→ **Instructions to follow**
How many lines in the data hold the string "EnvFilter"? State the number alone.

→ **Items from a dataset**
[Start of Attachment]

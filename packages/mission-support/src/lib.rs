//! Ambient infrastructure shared by all three binaries: recorder sinks,
//! the SSH/container executor, and process/signal hygiene (§2).

pub mod hygiene;
pub mod recorder;
pub mod ssh;

pub use hygiene::{kill_process_tree, PidRegistry};
pub use recorder::Recorder;
pub use ssh::{SshError, SshExecutor};

use tracing_subscriber::EnvFilter;

/// Install a `tracing` subscriber with a per-module default filter,
/// mirroring `backend-rust/src/main.rs`'s `EnvFilter` setup.
pub fn init_tracing(module: &str) {
    let default_directive = format!("{module}=info");
    let _ = tracing_subscriber::fmt()
        .with_env_filter(EnvFilter::try_from_default_env().unwrap_or_else(|_| EnvFilter::new(default_directive)))
        .try_init();
}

[End of Attachment]

→ **Written response**
3